Diese Entwicklung fordert bereits erste Opfer: Oettinger schließt den Standort Braunschweig. Rund 130 Jobs fallen weg. 

Auch andere Großbrauereien setzen auf Schrumpfkur, etwa die Radeberger Gruppe, die schon die Binding-Brauerei in Frankfurt aufgegeben hat. In den vergangenen fünf Jahren haben laut Deutschem Brauer-Bund knapp 100 kleine und mittlere Betriebe geschlossen.

Die Brauereilandschaft in Deutschland ist vergleichsweise kleinteilig. Das größte hiesige Unternehmen, die Radeberger Gruppe, liegt weltweit nur auf Platz 23. Hinzu kommen viele kleine Brauereien, die besonders mit den steigenden Kosten kämpfen.

Streiks erschüttern Ost-Brauereien

Vor allem ostdeutsche Großbrauerein leiden. In Köstritz, Radeberg, Leipzig und Freiberg fordern Angestellte höhere Löhne, oft mit Warnstreiks. Niedergelegt hatten Beschäftigte die Arbeit im Freiberger Brauhaus, bei der Radeberger Exportbierbrauerei, der Sternburg Brauerei, der Krostitzer Brauerei (alle Teil der Radeberger Gruppe), der Wernesgrüner Brauerei, die zu Carlsberg Deutschland gehört, und der Köstritzer Schwarzbierbrauerei.

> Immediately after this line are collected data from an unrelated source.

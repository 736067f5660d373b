//! Evaluation failures.

use std::fmt;

/// Which structure a pattern demanded of its value.
#[derive(Debug, Clone, Copy, PartialEq, Eq)]
pub enum Shape {
    Sequence,
    Mapping,
}

impl fmt::Display for Shape {
    fn fmt(&self, f: &mut fmt::Formatter<'_>) -> fmt::Result {
        match self {
            Shape::Sequence => f.write_str("an array"),
            Shape::Mapping => f.write_str("an object"),
        }
    }
}

/// A default expression could not produce a value.
#[derive(Debug, Clone, PartialEq, Eq)]
pub enum DefaultError {
    /// The expression read a name this pattern binds later.
    ForwardReference(String),
    /// The expression read a name nothing defines.
    Unbound(String),
    /// Caller-supplied expression failure.
    Failed(String),
}

impl fmt::Display for DefaultError {
    fn fmt(&self, f: &mut fmt::Formatter<'_>) -> fmt::Result {
        match self {
            DefaultError::ForwardReference(name) => {
                write!(f, "cannot access '{name}' before initialization")
            }
            DefaultError::Unbound(name) => write!(f, "{name} is not defined"),
            DefaultError::Failed(msg) => f.write_str(msg),
        }
    }
}

impl std::error::Error for DefaultError {}

/// Why an evaluation produced no bindings.
#[derive(Debug, Clone, PartialEq, Eq)]
pub enum BindError {
    /// A structural pattern met a value with no such structure.
    NotDestructurable {
        /// Where in the value the mismatch happened, e.g. `$.address[0]`.
        path: String,
        expected: Shape,
        /// [`Value::kind`](crate::value::Value::kind) of the offending value.
        found: &'static str,
    },
    /// A default expression failed; its error is carried as-is.
    Default(DefaultError),
}

impl fmt::Display for BindError {
    fn fmt(&self, f: &mut fmt::Formatter<'_>) -> fmt::Result {
        match self {
            BindError::NotDestructurable {
                path,
                expected,
                found,
            } => write!(f, "cannot destructure {found} as {expected} at {path}"),
            BindError::Default(e) => write!(f, "{e}"),
        }
    }
}

impl std::error::Error for BindError {
    fn source(&self) -> Option<&(dyn std::error::Error + 'static)> {
        match self {
            BindError::Default(e) => Some(e),
            BindError::NotDestructurable { .. } => None,
        }
    }
}

impl From<DefaultError> for BindError {
    fn from(e: DefaultError) -> Self {
        BindError::Default(e)
    }
}

#[cfg(test)]
mod tests {
    use super::*;

    #[test]
    fn messages() {
        let e = BindError::NotDestructurable {
            path: "$.address".into(),
            expected: Shape::Mapping,
            found: "null",
        };
        assert_eq!(e.to_string(), "cannot destructure null as an object at $.address");
        let e = BindError::from(DefaultError::Unbound("limit".into()));
        assert_eq!(e.to_string(), "limit is not defined");
    }

    #[test]
    fn default_error_is_carried_verbatim() {
        let inner = DefaultError::Failed("boom".into());
        let e: BindError = inner.clone().into();
        assert_eq!(e, BindError::Default(inner));
    }
}
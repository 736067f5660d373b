//! Script session: runs statements against a table of names.
//!
//! The [`Session`] keeps declared names, defined parameter lists, and the
//! output lines produced so far.  Every binding a statement makes is echoed
//! as a `name = value` line.

use std::collections::{HashMap, HashSet};

use log::debug;

use super::expr::Expr;
use super::stmt::{parse_script_with, parse_stmt_with, DeclKind, Stmt};
use super::ScriptError;
use crate::bind::{assign, bind_call, evaluate, Bindings, Environment, Signature};
use crate::config::Config;
use crate::error::DefaultError;
use crate::pattern::{Limits, Pattern};
use crate::value::Value;

/// What reassigning a name that was never declared does.
#[derive(Debug, Clone, Copy, PartialEq, Eq, Default)]
pub enum Undeclared {
    #[default]
    Error,
    /// Declare it on the spot.
    Declare,
}

#[derive(Debug, Default)]
pub struct Session {
    vars: Bindings,
    consts: HashSet<String>,
    functions: HashMap<String, Signature>,
    limits: Limits,
    undeclared: Undeclared,
    /// Lines produced by executed statements.
    pub output: Vec<String>,
}

impl Session {
    pub fn new() -> Self {
        Self::default()
    }

    pub fn with_config(config: &Config) -> Self {
        Session {
            limits: config.limits,
            undeclared: config.undeclared,
            ..Self::default()
        }
    }

    pub fn get_var(&self, name: &str) -> Option<&Value> {
        self.vars.get(name)
    }

    /// Declare (or overwrite) a mutable name from the host side.
    pub fn set_var(&mut self, name: impl Into<String>, value: Value) {
        let name = name.into();
        self.consts.remove(&name);
        self.vars.insert(name, value);
    }

    pub fn vars(&self) -> &Bindings {
        &self.vars
    }

    pub fn function(&self, name: &str) -> Option<&Signature> {
        self.functions.get(name)
    }

    /// Parse and run a whole script.  Stops at the first failing statement.
    pub fn exec_script(&mut self, src: &str) -> Result<(), ScriptError> {
        for (line, stmt) in parse_script_with(src, self.limits.max_depth)? {
            debug!("line {line}: {stmt:?}");
            self.exec(stmt)
                .map_err(|message| ScriptError { line, message })?;
        }
        Ok(())
    }

    /// Parse and run one statement.
    pub fn exec_line(&mut self, src: &str) -> Result<(), String> {
        let stmt = parse_stmt_with(src, self.limits.max_depth)?;
        self.exec(stmt)
    }

    pub fn exec(&mut self, stmt: Stmt) -> Result<(), String> {
        match stmt {
            Stmt::Declare {
                kind,
                pattern,
                value,
            } => self.declare(kind, &pattern, &value),
            Stmt::Assign { pattern, value } => self.reassign(&pattern, &value),
            Stmt::Function { name, signature } => {
                signature.check(&self.limits).map_err(|e| e.to_string())?;
                self.functions.insert(name, signature);
                Ok(())
            }
            Stmt::Call { name, args } => self.call(&name, &args),
            Stmt::Echo(expr) => {
                let v = self.eval(&expr)?;
                self.output.push(v.to_string());
                Ok(())
            }
        }
    }

    // ── Statements ───────────────────────────────────────────────────────────

    fn declare(&mut self, kind: DeclKind, pattern: &Pattern, value: &Expr) -> Result<(), String> {
        pattern.check(&self.limits).map_err(|e| e.to_string())?;
        if kind != DeclKind::Var {
            if let Some(name) = pattern.names().into_iter().find(|n| self.vars.contains(n)) {
                return Err(format!("identifier '{name}' has already been declared"));
            }
        }
        let value = self.eval(value)?;
        let bindings = evaluate(pattern, value, &self.vars).map_err(|e| e.to_string())?;
        for (name, v) in bindings.iter() {
            if kind == DeclKind::Const {
                self.consts.insert(name.to_owned());
            } else {
                self.consts.remove(name);
            }
            self.vars.insert(name, v.clone());
        }
        self.output.extend(bindings.to_lines());
        Ok(())
    }

    fn reassign(&mut self, pattern: &Pattern, value: &Expr) -> Result<(), String> {
        pattern.check(&self.limits).map_err(|e| e.to_string())?;
        for name in pattern.names() {
            if self.consts.contains(name) {
                return Err(format!("assignment to constant variable '{name}'"));
            }
            if !self.vars.contains(name) && self.undeclared == Undeclared::Error {
                return Err(format!("{name} is not defined"));
            }
        }
        let value = self.eval(value)?;
        let bindings = assign(pattern, value, &mut self.vars).map_err(|e| e.to_string())?;
        self.output.extend(bindings.to_lines());
        Ok(())
    }

    fn call(&mut self, name: &str, args: &[Expr]) -> Result<(), String> {
        let args = args
            .iter()
            .map(|a| self.eval(a))
            .collect::<Result<Vec<_>, _>>()?;
        let signature = self
            .functions
            .get(name)
            .ok_or_else(|| format!("{name} is not a function"))?;
        let bindings = bind_call(signature, args, &self.vars).map_err(|e| e.to_string())?;
        self.output.extend(bindings.to_lines());
        Ok(())
    }

    fn eval(&self, expr: &Expr) -> Result<Value, String> {
        expr.eval(&|name: &str| {
            self.vars
                .lookup(name)
                .ok_or_else(|| DefaultError::Unbound(name.to_owned()))
        })
        .map_err(|e| e.to_string())
    }
}

// ── Tests ─────────────────────────────────────────────────────────────────────
//! Binding patterns: the declarative trees that say how to unpack a value.
//!
//! A pattern is authored once and then evaluated many times.  Construction
//! is plain enum building (or the helper constructors below); [`Pattern::check`]
//! validates a finished tree before first use.
//!
//! | Node | Notation | Meaning |
//! |------|----------|---------|
//! | [`Pattern::Binding`]   | `x`           | bind the matched value to `x` |
//! | [`Pattern::Renamed`]   | `{ k: x }`    | bind the value under key `k` to `x` |
//! | [`Pattern::Defaulted`] | `p = expr`    | substitute `expr` when the value is unset |
//! | [`Pattern::Array`]     | `[a, , ...r]` | positional slots, skips, rest |
//! | [`Pattern::Object`]    | `{a, ...r}`   | keyed slots, rest |

use std::collections::HashSet;
use std::fmt;
use std::sync::OnceLock;

use regex::Regex;

use crate::bind::default::DefaultExpr;
use crate::value::Value;

// ── Public types ─────────────────────────────────────────────────────────────

/// A node of a binding pattern.
#[derive(Debug, Clone)]
pub enum Pattern {
    Binding(String),
    /// Bind the value found under `key` to `name`.
    ///
    /// Inside an object pattern the enclosing [`ObjectSlot::key`] is what is
    /// looked up; `key` records where the name came from so shorthand slot
    /// construction can recover it.
    Renamed { name: String, key: String },
    Defaulted(Box<Pattern>, DefaultExpr),
    Array(ArrayPattern),
    Object(ObjectPattern),
}

/// One position of an array pattern.
#[derive(Debug, Clone)]
pub enum ArraySlot {
    /// Consume a position without binding it (`[, x]`).
    Skip,
    Bind(Pattern),
}

#[derive(Debug, Clone, Default)]
pub struct ArrayPattern {
    pub slots: Vec<ArraySlot>,
    /// Collects every position after the last slot.
    pub rest: Option<String>,
}

/// One keyed entry of an object pattern.
#[derive(Debug, Clone)]
pub struct ObjectSlot {
    pub key: String,
    pub pattern: Pattern,
}

#[derive(Debug, Clone, Default)]
pub struct ObjectPattern {
    pub slots: Vec<ObjectSlot>,
    /// Collects every entry whose key no slot claims.
    pub rest: Option<String>,
}

/// Construction-time limits applied by [`Pattern::check`].
#[derive(Debug, Clone, Copy, PartialEq, Eq)]
pub struct Limits {
    /// Permit the same output name twice in one pattern (the later binding wins).
    pub allow_duplicates: bool,
    /// Deepest nesting accepted, counting every node on the path.
    pub max_depth: usize,
}

impl Default for Limits {
    fn default() -> Self {
        Limits {
            allow_duplicates: false,
            max_depth: 64,
        }
    }
}
//! Pattern-binding evaluator.
//!
//! Unpacks structured values into named bindings according to a declarative
//! [`Pattern`]: positional and keyed slots, renaming, rest collection, and
//! lazily evaluated defaults that fire only for values that are
//! [`Value::Unset`] (never for [`Value::Null`]).
//!
//! ```rust
//! use destructure::script::{parse_pattern, parse_value};
//! use destructure::{evaluate, EmptyEnv, Value};
//!
//! let pattern = parse_pattern("{ name, address: { city = 'Unknown' } = {}, ...rest }").unwrap();
//! let value = parse_value("{ name: 'Ada', age: 36 }").unwrap();
//!
//! let b = evaluate(&pattern, value, &EmptyEnv).unwrap();
//! assert_eq!(b.get("city"), Some(&Value::from("Unknown")));
//! assert_eq!(b.to_string(), "name = \"Ada\"\ncity = \"Unknown\"\nrest = { age: 36 }");
//! ```

pub mod bind;
pub mod cli;
pub mod config;
pub mod error;
pub mod pattern;
pub mod script;
pub mod value;

pub use bind::{assign, bind_call, evaluate, Bindings, DefaultExpr, EmptyEnv, Environment, Signature, Store};
pub use error::{BindError, DefaultError, Shape};
pub use pattern::{ArraySlot, Limits, ObjectSlot, Pattern, PatternError};
pub use value::{Mapping, Value};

Die Gewerkschaft NGG fordert sieben Prozent mehr Gehalt, weil die Lücke zwischen Ost und West enorm sei. In Sachsen verdienen Beschäftigte laut Gewerkschaft bis zu 8000 Euro im Jahr weniger als im Westen. 

Die Arbeitgeber sehen das anders: Von den 131 Brauereien in Sachsen und Thüringen zahlten nur sechs Prozent Tariflöhne. Dass nun "ausgerechnet die wenigen Brauereien, die sich noch einer Tarifgemeinschaft und einem Flächentarif verpflichtet fühlen, bestreikt und empfindlich in ihrer Marktbearbeitung gestört werden", entbehrt nach Empfinden der Radeberger Gruppe nicht "einer gewissen Ironie". Am Ende einigten sich die Parteien auf deutlich über fünf Prozent mehr Lohn über die kommenden zwei Jahre.

Die Streiks trafen die Betriebe hart: Die Lohnerhöhungen treiben die Kosten, Millionen Bierflaschen konnten nicht abgefüllt werden, Regale blieben zeitweise leer. Das drückte auf die Umsätze der Brauereien. Gleichzeitig drohen ihnen durch die höheren Löhne Mehrkosten. 

Arbeitgebervertreter warnen, ein Lohnplus in der verlangten Höhe sei „jenseits dessen, was der Markt erlaubt“.

Müssen Kunden jetzt um ihr Lieblingsbier fürchten?

Weniger Konsum, höhere Kosten: Für Verbraucher bedeutet die Krise zweierlei:

  1. Preiserhöhungen: Der Brauer-Bund sagt klar, Bier sei in Deutschland „zu billig“. Ob höhere Preise im Handel durchsetzbar sind, bleibt aber offen.
  2. Weniger Vielfalt: Kleine, regionale Brauereien sind besonders gefährdet. Hier kann es passieren, dass Ihr Stamm-Bier plötzlich verschwindet.

Komplett leere Regale sind zwar unwahrscheinlich – dafür ist der Markt trotz Pleiten noch immer groß. Doch die Auswahl an Bieren könnte schon bald kleiner werden. Und einzelne Traditionsmarken drohen ganz vom Markt zu verschwinden.